Comparison of computational intelligence models on forecasting ATM demands


Tezin Türü: Yüksek Lisans

Tezin Yürütüldüğü Kurum: Marmara Üniversitesi, Türkiye

Tezin Onay Tarihi: 2019

Tezin Dili: İngilizce

Öğrenci: Onur Gürkan Gültekin

Danışman: Ali Fuat Alkaya

Açık Arşiv Koleksiyonu: AVESİS Açık Erişim Koleksiyonu

Özet:

Usage of ATMs (Automated Teller Machines) is crucial for people to reach cash money instantly when they need it. To satisfy this demand of the customers, banks have to determine when to visit and how much to load to each ATM of the bank. The primary question that needs to be answered turns out to be forecasting how much money will be withdrawn from the ATMs in the next days. In this study, we exploit computational intelligence techniques to solve this problem via using past transactions and their features. This study shows that our mission is a difficult task since our ATM data, taken from one of the largest banks in Turkey, have too volatile withdrawal patterns when compared to ATM data taken from UK banks. This is the reason why classical time series forecasting models do not perform well on our ATM data, although we know that they perform competitively on ATM data taken from the UK banks. According to this fact, we implemented different computational intelligence models with extensive search of their parameter space for finding the best performing models and present the detailed comparison with respect to their accuracy and time performance.
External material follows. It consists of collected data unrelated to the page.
//! Per-channel fan out of decoded messages to command subscribers.

use crate::channel::heading::{Heading, HEADING_SIZE};
use crate::error::Error;
use crate::subscriber::{RetainingHandler, Unsubscriber};
use bitcoin::consensus::encode;
use bitcoin::p2p::message::{NetworkMessage, RawNetworkMessage};
use bitcoin::p2p::Magic;
use std::collections::HashMap;
use std::sync::{Arc, Mutex, MutexGuard, PoisonError};

/// Handler of one message command, returns whether it stays subscribed.
pub type MessageHandler = RetainingHandler<Arc<NetworkMessage>>;

struct Inner {
    subscribers: HashMap<String, Unsubscriber<Arc<NetworkMessage>>>,
    stopped: Option<Error>,
}

/// Maps message commands to subscriber lists.
///
/// Payloads are only decoded when the command has subscribers. Handlers run
/// without the distributor lock held, so they may subscribe further handlers
/// or stop the channel from inside a notification.
pub struct Distributor {
    magic: Magic,
    inner: Mutex<Inner>,
}

impl Distributor {
    pub fn new(magic: Magic) -> Self {
        Self {
            magic,
            inner: Mutex::new(Inner {
                subscribers: HashMap::new(),
                stopped: None,
            }),
        }
    }

    fn lock(&self) -> MutexGuard<'_, Inner> {
        self.inner.lock().unwrap_or_else(PoisonError::into_inner)
    }

    /// Subscribe `handler` to messages with `command` (e.g. `"ping"`).
    pub fn subscribe(&self, command: &str, handler: MessageHandler) -> Result<(), Error> {
        let mut inner = self.lock();
        if inner.stopped.is_some() {
            return Err(Error::SubscriberStopped);
        }

        inner
            .subscribers
            .entry(command.to_string())
            .or_default()
            .subscribe(handler)
    }

    /// Whether any handler is subscribed to `command`.
    pub fn subscribed(&self, command: &str) -> bool {
        self.lock()
            .subscribers
            .get(command)
            .is_some_and(|subscribers| !subscribers.is_empty())
    }

    /// Decode and deliver one message.
    ///
    /// Fails with [`Error::InvalidMessage`] if the payload does not decode as
    /// the announced command.
    pub fn notify(&self, heading: &Heading, payload: &[u8]) -> Result<(), Error> {
        let detached = {
            let mut inner = self.lock();
            if inner.stopped.is_some() {
                return Ok(());
            }

            match inner.subscribers.remove(&heading.command) {
                Some(subscribers) => subscribers,
                None => return Ok(()),
            }
        };

        match decode(self.magic, &heading.command, payload) {
            Ok(message) => {
                let mut detached = detached;
                detached.notify(Arc::new(message));
                self.reattach(&heading.command, detached);
                Ok(())
            }
            Err(e) => {
                self.reattach(&heading.command, detached);
                Err(e)
            }
        }
    }

    /// Merge detached subscribers back in behind any added meanwhile.
    fn reattach(&self, command: &str, mut detached: Unsubscriber<Arc<NetworkMessage>>) {
        let mut inner = self.lock();
        if let Some(code) = inner.stopped {
            drop(inner);
            detached.stop(code);
            return;
        }

        if let Some(later) = inner.subscribers.remove(command) {
            detached.absorb(later);
        }

        if !detached.is_empty() {
            inner.subscribers.insert(command.to_string(), detached);
        }
    }

    /// Notify every subscriber once with `code` and refuse new subscriptions.
    pub fn stop(&self, code: Error) {
        let subscribers = {
            let mut inner = self.lock();
            if inner.stopped.is_some() {
                return;
            }

            inner.stopped = Some(code);
            std::mem::take(&mut inner.subscribers)
        };

        for (_, mut subscribers) in subscribers {
            subscribers.stop(code);
        }
    }

    pub fn stopped(&self) -> bool {
        self.lock().stopped.is_some()
    }
}

/// Decode a payload with the consensus codec.
fn decode(magic: Magic, command: &str, payload: &[u8]) -> Result<NetworkMessage, Error> {
    // The codec verifies a checksum, the heading's was already checked (or
    // deliberately skipped) by the reader.
    let heading = Heading::for_payload(magic, command, payload);
    let mut bytes = Vec::with_capacity(HEADING_SIZE + payload.len());
    bytes.extend_from_slice(&heading.encode());
    bytes.extend_from_slice(payload);

    let raw: RawNetworkMessage =
        encode::deserialize(&bytes).map_err(|_| Error::InvalidMessage)?;
    Ok(raw.into_payload())
}

#[cfg(test)]
mod tests {
    use super::*;

    fn heading_for(message: &NetworkMessage) -> (Heading, Vec<u8>) {
        let bytes = encode::serialize(&RawNetworkMessage::new(Magic::BITCOIN, message.clone()));
        let heading = Heading::decode(bytes[..HEADING_SIZE].try_into().unwrap()).unwrap();
        (heading, bytes[HEADING_SIZE..].to_vec())
    }

    fn collect(
        distributor: &Distributor,
        command: &str,
        retain: bool,
    ) -> Arc<Mutex<Vec<Result<Arc<NetworkMessage>, Error>>>> {
        let calls = Arc::new(Mutex::new(Vec::new()));
        let sink = calls.clone();
        distributor
            .subscribe(
                command,
                Box::new(move |result| {
                    sink.lock().unwrap().push(result);
                    retain
                }),
            )
            .unwrap();
        calls
    }

    #[test]
    fn test_routes_by_command() {
        let distributor = Distributor::new(Magic::BITCOIN);
        let pings = collect(&distributor, "ping", true);
        let pongs = collect(&distributor, "pong", true);

        let (heading, payload) = heading_for(&NetworkMessage::Ping(5));
        distributor.notify(&heading, &payload).unwrap();

        let pings = pings.lock().unwrap();
        assert_eq!(pings.len(), 1);
        assert_eq!(**pings[0].as_ref().unwrap(), NetworkMessage::Ping(5));
        assert!(pongs.lock().unwrap().is_empty());
    }

    #[test]
    fn test_unsubscribed_commands_not_decoded() {
        let distributor = Distributor::new(Magic::BITCOIN);
        let heading = Heading::for_payload(Magic::BITCOIN, "ping", b"garbage!!");
        assert_eq!(distributor.notify(&heading, b"garbage!!"), Ok(()));

        let _pings = collect(&distributor, "ping", true);
        assert_eq!(
            distributor.notify(&heading, b"garbage!!"),
            Err(Error::InvalidMessage)
        );
        assert!(distributor.subscribed("ping"));
    }

    #[test]
    fn test_handler_returning_false_is_removed() {
        let distributor = Distributor::new(Magic::BITCOIN);
        let once = collect(&distributor, "verack", false);

        let (heading, payload) = heading_for(&NetworkMessage::Verack);
        distributor.notify(&heading, &payload).unwrap();
        distributor.notify(&heading, &payload).unwrap();

        assert_eq!(once.lock().unwrap().len(), 1);
        assert!(!distributor.subscribed("verack"));
    }

    #[test]
    fn test_subscribe_from_handler() {
        let distributor = Arc::new(Distributor::new(Magic::BITCOIN));
        let later = Arc::new(Mutex::new(0));

        let inner = distributor.clone();
        let counter = later.clone();
        distributor
            .subscribe(
                "ping",
                Box::new(move |_| {
                    let counter = counter.clone();
                    inner
                        .subscribe(
                            "ping",
                            Box::new(move |_| {
                                *counter.lock().unwrap() += 1;
                                true
                            }),
                        )
                        .unwrap();
                    false
                }),
            )
            .unwrap();

        let (heading, payload) = heading_for(&NetworkMessage::Ping(1));
        distributor.notify(&heading, &payload).unwrap();
        assert_eq!(*later.lock().unwrap(), 0);
        distributor.notify(&heading, &payload).unwrap();
        assert_eq!(*later.lock().unwrap(), 1);
    }

    #[test]
    fn test_stop_notifies_once_and_silences() {
        let distributor = Distributor::new(Magic::BITCOIN);
        let pings = collect(&distributor, "ping", true);

        distributor.stop(Error::ChannelStopped);
        distributor.stop(Error::ServiceStopped);

        let (heading, payload) = heading_for(&NetworkMessage::Ping(1));
        distributor.notify(&heading, &payload).unwrap();

        let pings = pings.lock().unwrap();
        assert_eq!(pings.len(), 1);
        assert_eq!(pings[0].as_ref().err(), Some(&Error::ChannelStopped));
        assert_eq!(
            distributor.subscribe("ping", Box::new(|_| true)),
            Err(Error::SubscriberStopped)
        );
    }

    #[test]
    fn test_stop_from_handler() {
        let distributor = Arc::new(Distributor::new(Magic::BITCOIN));
        let calls = Arc::new(Mutex::new(Vec::new()));

        let inner = distributor.clone();
        let sink = calls.clone();
        distributor
            .subscribe(
                "ping",
                Box::new(move |result| {
                    sink.lock().unwrap().push(result.is_ok());
                    if result.is_ok() {
                        inner.stop(Error::ProtocolViolation);
                    }
                    true
                }),
            )
            .unwrap();

        let (heading, payload) = heading_for(&NetworkMessage::Ping(1));
        distributor.notify(&heading, &payload).unwrap();

        // Delivered, then stopped on reattach.
        assert_eq!(*calls.lock().unwrap(), vec![true, false]);
    }
}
The results show that SVR (Support Vector Regression) adapted from Support Vector Machines and ANN (Artificial Neural Networks), already known as universal approximators, outperform the others. On the other hand, SPSA (Simultaneous Perturbation Stochastic Approximation) which uses gradient approximations for updating its weights rather than direct gradient calculations shows promising performance to be a good sign for future improvements.